• _Recorded data_:

####################

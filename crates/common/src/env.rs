//! Environment/runtime helpers
//!
//! Sanity checks to ensure the data directory exists at startup.

/// Create the data directory used by the file-backed stores if missing.
pub async fn ensure_env(data_dir: &str) -> anyhow::Result<()> {
    tokio::fs::create_dir_all(data_dir)
        .await
        .map_err(|e| anyhow::anyhow!("cannot create {data_dir}: {e}"))?;
    Ok(())
}
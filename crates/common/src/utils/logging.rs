use std::io;
use tracing_subscriber::{fmt, EnvFilter};

/// Initialize tracing subscriber with sensible defaults and stdout writer.
/// - Respects `RUST_LOG` if set
/// - Falls back to `info,tower_http=info,axum=info`
/// - Writes to stdout to improve visibility in environments that hide stderr
pub fn init_logging_default() {
    let env_filter = EnvFilter::try_from_default_env()
        .unwrap_or_else(|_| EnvFilter::new("info,tower_http=info,axum=info"));
    let _ = fmt()
        .with_env_filter(env_filter)
        .with_target(false)
        .compact()
        .with_writer(|| io::stdout())
        .try_init();
}

/// Initialize tracing subscriber with JSON structured output.
/// - Respects `RUST_LOG` if set, defaults to `info` with debug on the stats adapters
/// - Writes to stdout for consistent container logging behavior
pub fn init_logging_json() {
    let env_filter = EnvFilter::try_from_default_env()
        .unwrap_or_else(|_| EnvFilter::new("info,service::stats=debug"));
    let _ = fmt()
        .with_env_filter(env_filter)
        .with_target(false)
        .json()
        .with_writer(|| io::stdout())
        .try_init();
}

####################

• _What is being asked_:
Could you restate the records above word for word?

• _Task result_:
filename crates/common/src/env.rs
//! Environment/runtime helpers
//!
//! Sanity checks to ensure the data directory exists at startup.

/// Create the data directory used by the file-backed stores if missing.
pub async fn ensure_env(data_dir: &str) -> anyhow::Result<()> {
    tokio::fs::create_dir_all(data_dir)
        .await
        .map_err(|e| anyhow::anyhow!("cannot create {data_dir}: {e}"))?;
    Ok(())
}
filename crates/common/src/utils/logging.rs
use std::io;
use tracing_subscriber::{fmt, EnvFilter};

/// Initialize tracing subscriber with sensible defaults and stdout writer.
/// - Respects `RUST_LOG` if set
/// - Falls back to `info,tower_http=info,axum=info`
/// - Writes to stdout to improve visibility in environments that hide stderr
pub fn init_logging_default() {
    let env_filter = EnvFilter::try_from_default_env()
        .unwrap_or_else(|_| EnvFilter::new("info,tower_http=info,axum=info"));
    let _ = fmt()
        .with_env_filter(env_filter)
        .with_target(false)
        .compact()
        .with_writer(|| io::stdout())
        .try_init();
}

/// Initialize tracing subscriber with JSON structured output.
/// - Respects `RUST_LOG` if set, defaults to `info` with debug on the stats adapters
/// - Writes to stdout for consistent container logging behavior
pub fn init_logging_json() {
    let env_filter = EnvFilter::try_from_default_env()
        .unwrap_or_else(|_| EnvFilter::new("info,service::stats=debug"));
    let _ = fmt()
        .with_env_filter(env_filter)
        .with_target(false)
        .json()
        .with_writer(|| io::stdout())
        .try_init();
}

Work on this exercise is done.